* _Saved entries_:
##############################

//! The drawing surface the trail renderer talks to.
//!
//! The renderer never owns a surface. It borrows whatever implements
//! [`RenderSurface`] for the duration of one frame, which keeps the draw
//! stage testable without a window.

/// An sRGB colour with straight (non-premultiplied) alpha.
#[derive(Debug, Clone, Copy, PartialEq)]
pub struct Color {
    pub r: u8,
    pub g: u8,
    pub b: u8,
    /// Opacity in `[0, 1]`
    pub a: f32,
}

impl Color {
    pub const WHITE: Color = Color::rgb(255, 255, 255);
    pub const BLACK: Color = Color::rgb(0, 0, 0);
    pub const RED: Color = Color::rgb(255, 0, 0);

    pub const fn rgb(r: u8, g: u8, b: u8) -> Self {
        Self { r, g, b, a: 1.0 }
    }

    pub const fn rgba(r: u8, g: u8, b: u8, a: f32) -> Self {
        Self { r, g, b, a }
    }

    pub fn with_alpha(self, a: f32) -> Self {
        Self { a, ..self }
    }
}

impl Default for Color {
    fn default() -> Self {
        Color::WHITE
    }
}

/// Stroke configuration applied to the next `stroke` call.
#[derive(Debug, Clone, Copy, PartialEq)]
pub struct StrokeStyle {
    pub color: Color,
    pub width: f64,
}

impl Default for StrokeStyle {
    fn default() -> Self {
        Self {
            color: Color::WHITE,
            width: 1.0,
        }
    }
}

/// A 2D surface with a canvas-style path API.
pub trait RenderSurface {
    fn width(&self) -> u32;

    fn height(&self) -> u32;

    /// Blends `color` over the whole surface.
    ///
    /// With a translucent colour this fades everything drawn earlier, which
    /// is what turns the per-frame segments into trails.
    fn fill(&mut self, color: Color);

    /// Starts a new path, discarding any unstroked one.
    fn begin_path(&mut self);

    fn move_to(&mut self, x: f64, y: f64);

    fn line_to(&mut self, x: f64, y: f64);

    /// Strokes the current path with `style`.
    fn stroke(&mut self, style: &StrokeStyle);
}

##############################

* _INSTRUCTIONS FOR THE TASK_: Copy each line above containing the string "which".

* _RESULT FOR THIS TASK_:
//! [`RenderSurface`] for the duration of one frame, which keeps the draw
    /// With a translucent colour this fades everything drawn earlier, which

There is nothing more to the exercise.